Dataset records: Begin

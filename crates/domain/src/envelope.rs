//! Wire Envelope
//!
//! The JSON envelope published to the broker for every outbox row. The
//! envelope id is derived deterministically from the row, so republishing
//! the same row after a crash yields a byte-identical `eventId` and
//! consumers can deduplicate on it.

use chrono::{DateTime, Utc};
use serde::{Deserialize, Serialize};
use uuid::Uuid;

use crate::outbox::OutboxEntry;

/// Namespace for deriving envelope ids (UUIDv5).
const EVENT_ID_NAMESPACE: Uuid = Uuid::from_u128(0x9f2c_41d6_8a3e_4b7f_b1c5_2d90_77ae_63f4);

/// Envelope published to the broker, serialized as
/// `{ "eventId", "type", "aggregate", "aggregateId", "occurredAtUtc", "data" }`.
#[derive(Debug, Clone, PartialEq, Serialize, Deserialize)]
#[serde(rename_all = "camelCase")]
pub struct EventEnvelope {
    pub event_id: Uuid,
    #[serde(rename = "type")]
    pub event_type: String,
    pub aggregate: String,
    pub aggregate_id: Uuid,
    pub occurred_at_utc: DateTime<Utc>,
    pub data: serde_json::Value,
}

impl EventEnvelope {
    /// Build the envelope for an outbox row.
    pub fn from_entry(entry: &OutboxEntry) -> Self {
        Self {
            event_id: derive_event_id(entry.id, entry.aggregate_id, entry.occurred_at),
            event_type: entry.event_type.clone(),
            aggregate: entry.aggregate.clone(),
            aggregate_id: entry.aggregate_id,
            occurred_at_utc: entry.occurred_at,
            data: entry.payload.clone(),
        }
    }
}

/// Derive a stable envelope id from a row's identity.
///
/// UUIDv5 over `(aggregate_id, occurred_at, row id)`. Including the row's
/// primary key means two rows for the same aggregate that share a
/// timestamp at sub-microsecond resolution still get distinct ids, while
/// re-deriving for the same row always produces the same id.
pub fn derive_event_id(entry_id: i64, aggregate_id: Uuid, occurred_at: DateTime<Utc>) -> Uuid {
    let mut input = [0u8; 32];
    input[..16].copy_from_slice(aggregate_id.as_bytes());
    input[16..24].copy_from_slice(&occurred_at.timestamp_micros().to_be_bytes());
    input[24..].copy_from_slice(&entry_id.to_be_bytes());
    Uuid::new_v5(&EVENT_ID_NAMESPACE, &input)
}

Dataset records: End
Dataset records: Begin

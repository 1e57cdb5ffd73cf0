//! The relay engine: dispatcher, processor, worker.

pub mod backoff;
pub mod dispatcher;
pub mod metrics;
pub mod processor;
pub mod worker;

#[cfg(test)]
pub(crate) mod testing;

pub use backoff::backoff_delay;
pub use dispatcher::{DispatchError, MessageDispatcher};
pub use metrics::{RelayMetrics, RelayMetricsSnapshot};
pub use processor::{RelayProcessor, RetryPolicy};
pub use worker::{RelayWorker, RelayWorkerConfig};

Dataset records: End

§ Exercise directions
Only a number is needed here: the count of lines above that hold the string "Deserialize".

§ Response to the task
2